Select and notify references early on in the process. Make sure you’ve notified mentors, professors, and previous employers that they may get a phone call. Fill them in on the job you are going for so that they can be prepared on your behalf.
There are a number of common interview questions you can prepare for ahead of time. Once you get through the basics like where you got your MSW and why you are interested in the job, you’ll probably be asked questions like:
Be sure to keep answers positive and relevant to the job you are interviewing for and remember that the interviewer is looking for evidence that you have the skills and dedication to succeed at the position.
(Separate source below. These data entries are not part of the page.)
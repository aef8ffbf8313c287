// ==========================================
// 整车配置规划 - 目录快照提供者
// ==========================================
// 职责: 为引擎提供只读的目录/规则快照
// 说明: 引擎只接收快照参数;规则编辑与求值并发时,
//       每次调用各自取一份快照 (copy-on-read)
// ==========================================

use crate::domain::snapshot::{CatalogBundle, CatalogSnapshot};
use crate::repository::bundle_repo::load_bundle;
use crate::repository::error::{RepositoryError, RepositoryResult};
use rusqlite::Connection;
use std::sync::{Arc, Mutex};

/// 快照提供者
pub trait SnapshotProvider: Send + Sync {
    /// 读取单一产品的快照;None 表示不按产品过滤
    fn load_snapshot(&self, product_id: Option<&str>) -> RepositoryResult<CatalogSnapshot>;
}

// ==========================================
// SqliteSnapshotProvider
// ==========================================
pub struct SqliteSnapshotProvider {
    conn: Arc<Mutex<Connection>>,
}

impl SqliteSnapshotProvider {
    pub fn from_connection(conn: Arc<Mutex<Connection>>) -> Self {
        Self { conn }
    }
}

impl SnapshotProvider for SqliteSnapshotProvider {
    fn load_snapshot(&self, product_id: Option<&str>) -> RepositoryResult<CatalogSnapshot> {
        let conn = self
            .conn
            .lock()
            .map_err(|e| RepositoryError::LockError(e.to_string()))?;
        let bundle = load_bundle(&conn)?;
        Ok(bundle.snapshot_for(product_id))
    }
}

// ==========================================
// InMemorySnapshotProvider
// ==========================================
#[derive(Debug, Clone, Default)]
pub struct InMemorySnapshotProvider {
    bundle: CatalogBundle,
}

impl InMemorySnapshotProvider {
    pub fn new(bundle: CatalogBundle) -> Self {
        Self { bundle }
    }

    pub fn bundle(&self) -> &CatalogBundle {
        &self.bundle
    }
}

impl SnapshotProvider for InMemorySnapshotProvider {
    fn load_snapshot(&self, product_id: Option<&str>) -> RepositoryResult<CatalogSnapshot> {
        Ok(self.bundle.snapshot_for(product_id))
    }
}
It’s a good idea to prepare comprehensive answers to some tougher questions that get to the heart of your professional development and training. This type of behavioral interview gets at how you have put theory into action instead of just asking more generalized hypothetical questions. An interviewer may ask about difficult situations like how you have dealt with an aggressive client in a mental health crisis, test your theoretical knowledge by asking how to identify signs of abuse, or seek your thoughts on managing a crisis intervention. This questioning may be structured as “Give me an example of a time when you worked with family members to support a client dealing with substance abuse challenges” or “Describe a situation when you collaborated with a co-worker on a treatment plan.”
If you arrive prepared with specific examples of these kinds of defining moments in your career, you’ll be able to adapt them to other themes of conflict, problem solving, leadership, or team building and cooperation. You’ll also be able to use them to highlight your skills and training. Remember to keep your answers positive, focused, evidence-based, and relevant to the job.
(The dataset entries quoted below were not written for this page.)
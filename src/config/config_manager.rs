// ==========================================
// 整车配置规划 - 配置管理器
// ==========================================
// 职责: 引擎参数与界面语言的加载、覆写、快照
// 存储: config_kv 表 (key-value + scope)
// ==========================================

use crate::config::engine_config::EngineConfig;
use crate::config::error::{ConfigError, ConfigResult};
use crate::db::open_sqlite_connection;
use rusqlite::{params, Connection};
use std::collections::BTreeMap;
use std::str::FromStr;
use std::sync::{Arc, Mutex};

// ==========================================
// ConfigManager - 配置管理器
// ==========================================
pub struct ConfigManager {
    conn: Arc<Mutex<Connection>>,
}

impl ConfigManager {
    /// 创建新的 ConfigManager 实例
    ///
    /// # 参数
    /// - db_path: 数据库文件路径
    pub fn new(db_path: &str) -> ConfigResult<Self> {
        let conn = open_sqlite_connection(db_path)?;
        crate::db::init_schema(&conn)?;

        Ok(Self {
            conn: Arc::new(Mutex::new(conn)),
        })
    }

    /// 从已有连接创建 ConfigManager
    ///
    /// 会对传入连接再次应用统一 PRAGMA（幂等）。
    pub fn from_connection(conn: Arc<Mutex<Connection>>) -> ConfigResult<Self> {
        {
            let guard = conn
                .lock()
                .map_err(|e| ConfigError::LockError(e.to_string()))?;
            crate::db::configure_sqlite_connection(&guard)?;
        }

        Ok(Self { conn })
    }

    fn get_conn(&self) -> ConfigResult<std::sync::MutexGuard<'_, Connection>> {
        self.conn
            .lock()
            .map_err(|e| ConfigError::LockError(e.to_string()))
    }

    /// 读取 global scope 的配置值
    ///
    /// # 返回
    /// - Some(String): 配置值
    /// - None: 配置不存在
    pub fn get_global_config_value(&self, key: &str) -> ConfigResult<Option<String>> {
        let conn = self.get_conn()?;

        let result = conn.query_row(
            "SELECT value FROM config_kv WHERE scope_id = 'global' AND key = ?1",
            params![key],
            |row| row.get::<_, String>(0),
        );

        match result {
            Ok(value) => Ok(Some(value)),
            Err(rusqlite::Error::QueryReturnedNoRows) => Ok(None),
            Err(e) => Err(e.into()),
        }
    }

    /// 写入 global scope 的配置值 (UPSERT)
    pub fn set_global_config_value(&self, key: &str, value: &str) -> ConfigResult<()> {
        let conn = self.get_conn()?;
        conn.execute(
            "INSERT INTO config_kv (scope_id, key, value) VALUES ('global', ?1, ?2)
             ON CONFLICT(scope_id, key) DO UPDATE SET value = ?2",
            params![key, value],
        )?;
        tracing::info!(config_key = key, value, "配置已更新");
        Ok(())
    }

    /// 读取并解析配置值；缺失时取默认值,格式错误时报错
    fn get_parsed_or<T>(&self, key: &str, default: T) -> ConfigResult<T>
    where
        T: FromStr,
        T::Err: std::fmt::Display,
    {
        match self.get_global_config_value(key)? {
            None => Ok(default),
            Some(raw) => raw.trim().parse::<T>().map_err(|e| ConfigError::ValueError {
                key: key.to_string(),
                value: raw.clone(),
                message: e.to_string(),
            }),
        }
    }

    // ===== 引擎参数 =====

    /// 读取引擎参数,缺失项使用默认值
    pub fn get_engine_config(&self) -> ConfigResult<EngineConfig> {
        let defaults = EngineConfig::default();

        let normalization_tolerance = self.get_parsed_or(
            config_keys::NORMALIZATION_TOLERANCE,
            defaults.normalization_tolerance,
        )?;
        let default_base_volume =
            self.get_parsed_or(config_keys::DEFAULT_BASE_VOLUME, defaults.default_base_volume)?;
        let input_sum_tolerance =
            self.get_parsed_or(config_keys::INPUT_SUM_TOLERANCE, defaults.input_sum_tolerance)?;

        for (key, value) in [
            (config_keys::NORMALIZATION_TOLERANCE, normalization_tolerance),
            (config_keys::INPUT_SUM_TOLERANCE, input_sum_tolerance),
        ] {
            if !value.is_finite() || value < 0.0 {
                return Err(ConfigError::ValueError {
                    key: key.to_string(),
                    value: value.to_string(),
                    message: "容差必须为非负有限数".to_string(),
                });
            }
        }

        Ok(EngineConfig {
            normalization_tolerance,
            default_base_volume,
            input_sum_tolerance,
        })
    }

    /// 写入引擎参数 (三项全部覆写)
    pub fn set_engine_config(&self, config: &EngineConfig) -> ConfigResult<()> {
        self.set_global_config_value(
            config_keys::NORMALIZATION_TOLERANCE,
            &config.normalization_tolerance.to_string(),
        )?;
        self.set_global_config_value(
            config_keys::DEFAULT_BASE_VOLUME,
            &config.default_base_volume.to_string(),
        )?;
        self.set_global_config_value(
            config_keys::INPUT_SUM_TOLERANCE,
            &config.input_sum_tolerance.to_string(),
        )
    }

    // ===== 语言 =====

    /// 界面语言 (默认 en)
    pub fn get_locale(&self) -> ConfigResult<String> {
        Ok(self
            .get_global_config_value(config_keys::LOCALE)?
            .filter(|v| !v.trim().is_empty())
            .unwrap_or_else(|| DEFAULT_LOCALE.to_string()))
    }

    /// 将配置中的语言应用到 i18n
    pub fn apply_locale(&self) -> ConfigResult<String> {
        let locale = self.get_locale()?;
        crate::i18n::set_locale(&locale);
        Ok(locale)
    }

    // ===== 快照 =====

    /// 获取所有 global 配置的快照（JSON格式）
    ///
    /// 用于版本快照时记录配置,保证回滚时配置一致
    pub fn get_config_snapshot(&self) -> ConfigResult<String> {
        let conn = self.get_conn()?;

        let mut stmt =
            conn.prepare("SELECT key, value FROM config_kv WHERE scope_id = 'global' ORDER BY key")?;
        let rows = stmt.query_map([], |row| Ok((row.get::<_, String>(0)?, row.get::<_, String>(1)?)))?;

        let mut config_map: BTreeMap<String, String> = BTreeMap::new();
        for row in rows {
            let (key, value) = row?;
            config_map.insert(key, value);
        }

        Ok(serde_json::to_string(&config_map)?)
    }

    /// 从配置快照恢复配置
    ///
    /// # 返回
    /// - Ok(usize): 恢复的配置项数量
    ///
    /// # 注意
    /// - 覆盖同名 global 配置,快照中不存在的键保持不变
    pub fn restore_config_from_snapshot(&self, snapshot_json: &str) -> ConfigResult<usize> {
        let config_map: BTreeMap<String, String> = serde_json::from_str(snapshot_json)?;

        let mut conn = self.get_conn()?;
        let tx = conn.transaction()?;

        let mut count = 0;
        for (key, value) in &config_map {
            count += tx.execute(
                "INSERT INTO config_kv (scope_id, key, value) VALUES ('global', ?1, ?2)
                 ON CONFLICT(scope_id, key) DO UPDATE SET value = ?2",
                params![key, value],
            )?;
        }

        tx.commit()?;
        tracing::info!(restored = count, "配置快照已恢复");
        Ok(count)
    }
}

/// 默认语言
pub const DEFAULT_LOCALE: &str = "en";

// ==========================================
// 配置键常量
// ==========================================
pub mod config_keys {
    // 引擎
    pub const NORMALIZATION_TOLERANCE: &str = "engine/normalization_tolerance";
    pub const DEFAULT_BASE_VOLUME: &str = "engine/default_base_volume";
    pub const INPUT_SUM_TOLERANCE: &str = "engine/input_sum_tolerance";

    // 界面
    pub const LOCALE: &str = "ui/locale";
}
Finally, don’t forget to prepare and ask your own questions about the position. You can ask about a typical day, opportunities for professional development, or how your employer would describe the organizational culture. All these questions help demonstrate the research you’ve done to prepare for the interview and can help the interviewer gauge your interest and professional knowledge.
You can sharpen your interviewing skills with preparation and practice. Start by writing down your goals and ideas and what you feel you are good at. Writing your thoughts down gives them weight and value and allows you to revisit themes and examples you think are important to emphasize and articulate to your potential employer. The more you feel you can articulate your strengths, the more confident you will feel going into the interview, all of which will help to reduce stress and allow you to perform better.
Avoid cliches when describing yourself and practice turning deficits around in order to recognize your own transferable skills. If you are asked about a population you don’t have a lot of experience with, relate it to a population you have had experience with and emphasize the similarities and opportunity it offers.
Once you’ve written down the successes and challenges of your work, ask a coworker or a friend to play the role of the interviewer and practice some interview questions with you. Use this time to work on some of the expected material, but make sure to work on the hard stuff too. Be prepared to answer questions you might rather avoid—topics like moving jobs and transfers, a gap in your skill set, lack of work experience, or any perceived weakness. These topics may come up, and you’ll be glad you gave them your attention and a little extra practice.
Remember that the interview itself isn’t the end of the process. Make sure to follow up with the interviewer with a thank you note and even some follow up questions on items you may want to explore.